As people grow older, the immune system weakens, making the body more susceptible to infections and disease. Scientists have now reported a potential breakthrough that could help restore a vital part of immune function later in life. Researchers at the Broad Institute of MIT and Harvard have identified a way to revive the activity of the thymus, a small organ near the heart responsible for producing T cells, which play a key role in defending the body against cancer and infections. In experiments on mice, the team successfully reprogrammed a portion of the liver to act like a thymus, triggering signals that renewed T-cell production even after the thymus had begun to shrink with age.

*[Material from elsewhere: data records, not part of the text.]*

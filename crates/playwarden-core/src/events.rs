//! Core events emitted by the supervisor

/// Budget transitions emitted by the enforcement loop.
///
/// Per tick, at most one of `LimitReached`, `LimitStillExceeded` and
/// `BudgetRestored` is emitted, followed by zero or more `ProcessTerminated`.
#[derive(Debug, Clone, PartialEq, Eq)]
pub enum CoreEvent {
    /// Usage crossed the limit; the running session is allowed to finish
    LimitReached { used_seconds: u64, limit_seconds: u64 },

    /// Usage is still at or above the limit
    LimitStillExceeded {
        used_seconds: u64,
        limit_seconds: u64,
        graced: bool,
    },

    /// Old ticks aged out and usage dropped back below the limit
    BudgetRestored { used_seconds: u64, limit_seconds: u64 },

    /// A tracked process was terminated
    ProcessTerminated { name: String },
}

impl CoreEvent {
    /// True for the per-tick budget state events
    pub fn is_budget_state(&self) -> bool {
        !matches!(self, CoreEvent::ProcessTerminated { .. })
    }
}
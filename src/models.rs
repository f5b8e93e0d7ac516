use serde::{Deserialize, Serialize};
use std::cmp::Ordering;
use std::collections::BTreeMap;
use std::fmt;
use std::path::PathBuf;

/// Specifiers that always mean "the newest version".
pub const LATEST: &str = "latest";
pub const ANY: &str = "*";

pub fn is_latest_specifier(specifier: &str) -> bool {
    let specifier = specifier.trim();
    specifier == LATEST || specifier == ANY
}

/// A GitShu version as seen by the resolver
#[derive(Debug, Clone, PartialEq, Eq, Serialize, Deserialize)]
pub struct VersionDescriptor {
    pub tag: String,
    pub version: String,
    pub link: Option<PathBuf>,
    pub latest: bool,
    pub path: PathBuf,
}

impl VersionDescriptor {
    /// Label used when printing the descriptor, e.g. `beta (3.1.0)`
    pub fn label(&self) -> String {
        if self.tag == self.version {
            self.version.clone()
        } else {
            format!("{} ({})", self.tag, self.version)
        }
    }
}

/// Install metadata recorded for a version present under `versions/`
#[derive(Debug, Clone, PartialEq, Eq, Serialize, Deserialize)]
pub struct InstalledVersion {
    /// Tag or specifier the version was installed through
    pub tag: String,
    pub installed_at: chrono::DateTime<chrono::Utc>,
}

#[derive(Debug, Clone, PartialEq, Eq, Hash, Serialize, Deserialize)]
#[serde(rename_all = "lowercase")]
pub enum LinkScope {
    Directory(PathBuf),
    Tag(String),
}

impl fmt::Display for LinkScope {
    fn fmt(&self, f: &mut fmt::Formatter<'_>) -> fmt::Result {
        match self {
            LinkScope::Directory(path) => write!(f, "{}", path.display()),
            LinkScope::Tag(tag) => write!(f, "{}", tag),
        }
    }
}

#[derive(Debug, Clone, PartialEq, Eq, Serialize, Deserialize)]
pub struct LinkEntry {
    pub scope: LinkScope,
    pub version: String,
}

/// Persistent content of `registry.json`
#[derive(Debug, Clone, Default, PartialEq, Eq, Serialize, Deserialize)]
#[serde(default)]
pub struct RegistryDocument {
    pub versions: BTreeMap<String, InstalledVersion>,
    pub latest: Option<String>,
    pub links: Vec<LinkEntry>,
}

impl RegistryDocument {
    pub fn recompute_latest(&mut self) {
        self.latest = pick_latest(self.versions.keys().map(String::as_str)).map(str::to_string);
    }
}

/// Versions and dist-tags published in the package registry
#[derive(Debug, Clone, Default, PartialEq, Eq, Serialize, Deserialize)]
pub struct AvailableVersions {
    /// Sorted oldest to newest
    pub versions: Vec<String>,
    pub tags: BTreeMap<String, String>,
}

impl AvailableVersions {
    /// Map a specifier onto a concrete published version.
    pub fn resolve(&self, specifier: &str) -> Option<String> {
        let specifier = specifier.trim();

        if is_latest_specifier(specifier) {
            return self
                .tags
                .get(LATEST)
                .cloned()
                .or_else(|| pick_latest(self.versions.iter().map(String::as_str)).map(str::to_string));
        }

        if let Some(version) = self.tags.get(specifier) {
            return Some(version.clone());
        }

        let exact = specifier.trim_start_matches('v');
        self.versions.iter().find(|v| v.as_str() == exact).cloned()
    }
}

/// A downloaded package ready to be unpacked
#[derive(Debug, Clone, PartialEq, Eq)]
pub struct PackageArtifact {
    pub version: String,
    pub archive: PathBuf,
}

/// Order version strings by semver precedence; invalid versions sort below
/// valid ones and compare lexically among themselves.
pub fn compare_versions(a: &str, b: &str) -> Ordering {
    match (semver::Version::parse(a), semver::Version::parse(b)) {
        (Ok(a), Ok(b)) => a.cmp(&b),
        (Ok(_), Err(_)) => Ordering::Greater,
        (Err(_), Ok(_)) => Ordering::Less,
        (Err(_), Err(_)) => a.cmp(b),
    }
}

fn is_stable(version: &str) -> bool {
    semver::Version::parse(version)
        .map(|v| v.pre.is_empty())
        .unwrap_or(false)
}

/// The newest stable version, or the newest of all when none is stable.
pub fn pick_latest<'a, I>(versions: I) -> Option<&'a str>
where
    I: IntoIterator<Item = &'a str>,
{
    let versions: Vec<&str> = versions.into_iter().collect();

    versions
        .iter()
        .copied()
        .filter(|v| is_stable(v))
        .max_by(|a, b| compare_versions(a, b))
        .or_else(|| versions.iter().copied().max_by(|a, b| compare_versions(a, b)))
}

"If we can restore something as essential as the immune system, we may help people remain disease-free for longer," said Feng Zhang, the James and Patricia Poitras Professor of Neuroscience at MIT. Zhang, who holds multiple roles across MIT, the Broad Institute, and the Howard Hughes Medical Institute, is the senior author of the study. Former MIT postdoctoral researcher Mirco Friedrich led the research, which was published in Nature in December 2025.

The thymus, located in front of the heart, is vital for producing and training T cells that protect the body from disease. It releases signals that support T-cell survival. However, from early adulthood the thymus gradually shrinks, a process called thymic involution, sharply reducing new T-cell production by old age.

"As we get older, the immune system begins to decline. We wanted to think about how can we maintain this kind of immune protection for a longer period of time, and that's what led us to think about what we can do to boost immunity," Friedrich says.

Earlier efforts to rejuvenate the immune system focused on injecting T-cell growth factors or using stem cell transplants, approaches that can carry risks or face technical limits. The MIT team instead pursued a synthetic strategy, aiming to temporarily recreate thymus-like signals inside the body. They chose the liver as a “factory” because of its strong protein-producing ability, ease of mRNA delivery, and central role in blood circulation. Researchers packaged three key immune factors, DLL1, FLT-3 and IL-7, into mRNA delivered via lipid nanoparticles. Once absorbed by liver cells, these instructions prompted the production of signals that drive immature T cells to mature and function effectively.